As he tells the story, Vargas Llosa puts himself, and us, inside the minds of most of these characters, as Shakespeare does with the mind of Macbeth. We eavesdrop on the ruminations and calculations of Bernays, Trujillo, John Emil Peurifoy, American “ambassador” to Guatemala (actually a CIA man and a stooge for United Fruit), Árbenz, and Castillo. François (Papa Doc) Duvalier of Haiti also makes an appearance, although fortunately we are spared entry into the gearbox of his demonic mind.

Just below the top power level is a set of three vivid and loathsome characters. There is Lieutenant Colonel Enrique Trinidad Oliva, another ambitious Guatemalan officer, and the extraordinarily ruthless and brutal Johnny Abbes García, a Dominican former journalist and Trujillo enforcer and hit man. This duo carries out the murder of Castillo. Finally there is the crafty Martita Borrero Parra, nicknamed Miss Guatemala, who plays a sort of Isabel Perón to her lover, Castillo, and always seems to land on her feet. After the assassination, she is spirited out of the country by Abbes and becomes his lover for a time.

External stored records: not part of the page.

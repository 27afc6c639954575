use clap::builder::{NonEmptyStringValueParser, PossibleValuesParser};
use clap::{Parser, Subcommand};
use thedigest::forms::subscribe::INTERESTS;

#[derive(Parser, Debug)]
#[command(
    name = "digest",
    bin_name = "digest",
    version,
    disable_help_subcommand = true
)]
#[command(about = "The Digest, a weekly newsletter, in your terminal", long_about = None)]
pub struct Cli {
    #[command(subcommand)]
    pub command: Option<Commands>,

    /// Disable colored output
    #[arg(long, global = true, help_heading = "Options")]
    pub no_color: bool,

    /// Verbose output
    #[arg(short, long, global = true, help_heading = "Options")]
    pub verbose: bool,
}

#[derive(Subcommand, Debug)]
pub enum Commands {
    /// Render any page of the site by path (e.g. /about, /archive/52)
    Page {
        path: String,

        /// Show the navigation menu opened
        #[arg(long)]
        menu: bool,
    },

    /// Browse the newsletter archive
    Archive {
        /// Only show issues matching this text
        #[arg(short, long)]
        search: Option<String>,

        /// Archive page, newest first
        #[arg(short, long, default_value_t = 1)]
        page: usize,
    },

    /// Search past issues by title, excerpt or tag
    Search { query: String },

    /// Read a single issue
    Issue { id: u32 },

    /// Frequently asked questions
    Faq {
        /// Open or close an answer by its number (repeatable)
        #[arg(short = 't', long = "toggle", value_name = "NUMBER")]
        toggles: Vec<usize>,
    },

    /// Subscribe to the newsletter
    Subscribe {
        #[arg(long, value_parser = NonEmptyStringValueParser::new())]
        email: String,

        #[arg(long)]
        first_name: Option<String>,

        /// Topic of interest (repeatable)
        #[arg(
            long = "interest",
            value_name = "TOPIC",
            value_parser = PossibleValuesParser::new(INTERESTS.iter().copied())
        )]
        interests: Vec<String>,

        /// Agree to the Terms of Service and Privacy Policy
        #[arg(long)]
        agree_terms: bool,

        /// Opt out of occasional feature updates
        #[arg(long)]
        no_marketing: bool,
    },

    /// The one-field signup from the home page
    QuickSubscribe { email: Option<String> },

    /// Send us a message
    Contact {
        #[arg(long, value_parser = NonEmptyStringValueParser::new())]
        name: String,

        #[arg(long, value_parser = NonEmptyStringValueParser::new())]
        email: String,

        #[arg(long, value_parser = NonEmptyStringValueParser::new())]
        subject: String,

        #[arg(long, value_parser = NonEmptyStringValueParser::new())]
        message: String,
    },

    /// Sign in with a password or request a magic link
    #[command(name = "signin")]
    SignIn {
        #[arg(long, default_value = "")]
        email: String,

        #[arg(long)]
        password: Option<String>,

        /// Email a sign-in link instead of using a password
        #[arg(long, conflicts_with = "password")]
        magic_link: bool,

        #[arg(long)]
        remember_me: bool,

        /// Email a password reset link
        #[arg(long, conflicts_with_all = ["password", "magic_link"])]
        forgot_password: bool,
    },

    /// Show or change settings
    Config {
        key: Option<String>,
        value: Option<String>,
    },
}

#[cfg(test)]
mod tests {
    use super::*;
    use clap::CommandFactory;

    #[test]
    fn cli_definition_is_consistent() {
        Cli::command().debug_assert();
    }

    #[test]
    fn naked_invocation_has_no_command() {
        let cli = Cli::try_parse_from(["digest"]).unwrap();
        assert!(cli.command.is_none());
        assert!(!cli.no_color);
    }

    #[test]
    fn faq_toggles_repeat() {
        let cli = Cli::try_parse_from(["digest", "faq", "-t", "2", "--toggle", "4"]).unwrap();
        match cli.command {
            Some(Commands::Faq { toggles }) => assert_eq!(toggles, vec![2, 4]),
            other => panic!("unexpected {:?}", other),
        }
    }

    #[test]
    fn subscribe_rejects_unknown_interest() {
        let parsed = Cli::try_parse_from([
            "digest",
            "subscribe",
            "--email",
            "a@b.co",
            "--interest",
            "Gardening",
        ]);
        assert!(parsed.is_err());

        let parsed = Cli::try_parse_from([
            "digest",
            "subscribe",
            "--email",
            "a@b.co",
            "--interest",
            "Data & Analytics",
        ]);
        assert!(parsed.is_ok());
    }

    #[test]
    fn magic_link_and_password_conflict() {
        let parsed = Cli::try_parse_from([
            "digest",
            "signin",
            "--email",
            "a@b.co",
            "--password",
            "x",
            "--magic-link",
        ]);
        assert!(parsed.is_err());
    }

    #[test]
    fn contact_requires_every_field() {
        let parsed = Cli::try_parse_from(["digest", "contact", "--name", "Sam"]);
        assert!(parsed.is_err());
    }

    #[test]
    fn contact_rejects_empty_fields() {
        let full = [
            "digest",
            "contact",
            "--name",
            "Sam",
            "--email",
            "sam@example.com",
            "--subject",
            "Hi",
            "--message",
            "Hello",
        ];
        assert!(Cli::try_parse_from(full).is_ok());

        for blank in [3, 5, 7, 9] {
            let mut args = full;
            args[blank] = "";
            assert!(Cli::try_parse_from(args).is_err(), "{} accepted empty", args[blank - 1]);
        }
    }

    #[test]
    fn subscribe_rejects_empty_email() {
        let parsed =
            Cli::try_parse_from(["digest", "subscribe", "--email", "", "--agree-terms"]);
        assert!(parsed.is_err());
    }
}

Mario Vargas Llosa. Photo: Morgana Vargas Llosa

One feature of most of these minds — except for Árbenz, a decent but naive and hapless believer in justice and democracy — is their moral imbecility. However evil, they have a way of justifying themselves to themselves, as we listen in. Contemplating the elimination of Castillo, Trujillo thinks, “He’d made a mistake with the good-for-nothing Castillo Armas, the Generalissimo had no doubt about it. He hadn’t done even one of the three things asked of him, and to top it, the bony, consumptive-looking colonel with the Hitler mustache and sheared skull wasn’t content to snub his proposals — now he was talking bad about [Trujillo’s] family…. The Generalissimo felt one of those jabs of rage that struck him every time he found out someone had spoken ill of his children, his siblings, or his wife — not to mention his mother. The family was sacred to him; whoever slighted them had to pay. And you’ll pay, you bastard, he thought.”

We spend more time in the mind and career of Abbes than any other character, and witness his fate under his last employer, Papa Doc Duvalier — two of a kind, without doubt, except that Duvalier was smart enough to die of natural causes.

I have only sketched this dense though not overlong book, peopled with many other characters whose tangled actions and motivations are reported in detail. After 300-odd pages with this dismal crew, you might crave a shower.

In an epilogue called “After,” the writer steps onstage and addresses the reader in his historian’s voice. The fate of ’50s Guatemala, he argues, was tied up with the evils that later beset so many countries in the region. In particular, the ignorance, national vanity, and obsessive anti-communism of US policy in the Eisenhower era, which employed fanatics like Peurifoy and killers like Trujillo, backfired terribly. That obsession, he maintains, actually worked against American-style democratic reform movements such as that of Jacobo Árbenz Guzmán, which led to the triumph of Castro and such mini-Castros as Hugo Chávez and Nicolás Maduro in Venezuela and Daniel Ortega in Nicaragua, as well as the cruel Peruvian insurgency called Shining Path. One might say the same was true of Southeast Asia.

Vargas Llosa, now 85 and author of 26 books, was awarded the Nobel Prize in 2010. He is one of those few writers (Nobel laureate Nadine Gordimer was another) whose long presence near the center of political action did not contaminate their artistic powers. Strongly leftist in his youth, he ran for president of Peru in 1990 (losing to Alberto Fujimori, now in prison), and over time became a centrist who deplored the dictatorial Castro regime as much as he did those of Trujillo, Fulgencio Batista in Cuba, and Anastasio Somoza Debayle in Nicaragua. His characterizations of great and petty monsters in Harsh Times leaves no doubt of his clear eye for the sinister temptations of power, whether of left or right. He is now a citizen of Spain who has taught at Harvard and spends time in London and Peru. Above and beyond his political outlook, Harsh Times proves that he remains at heart a master storyteller.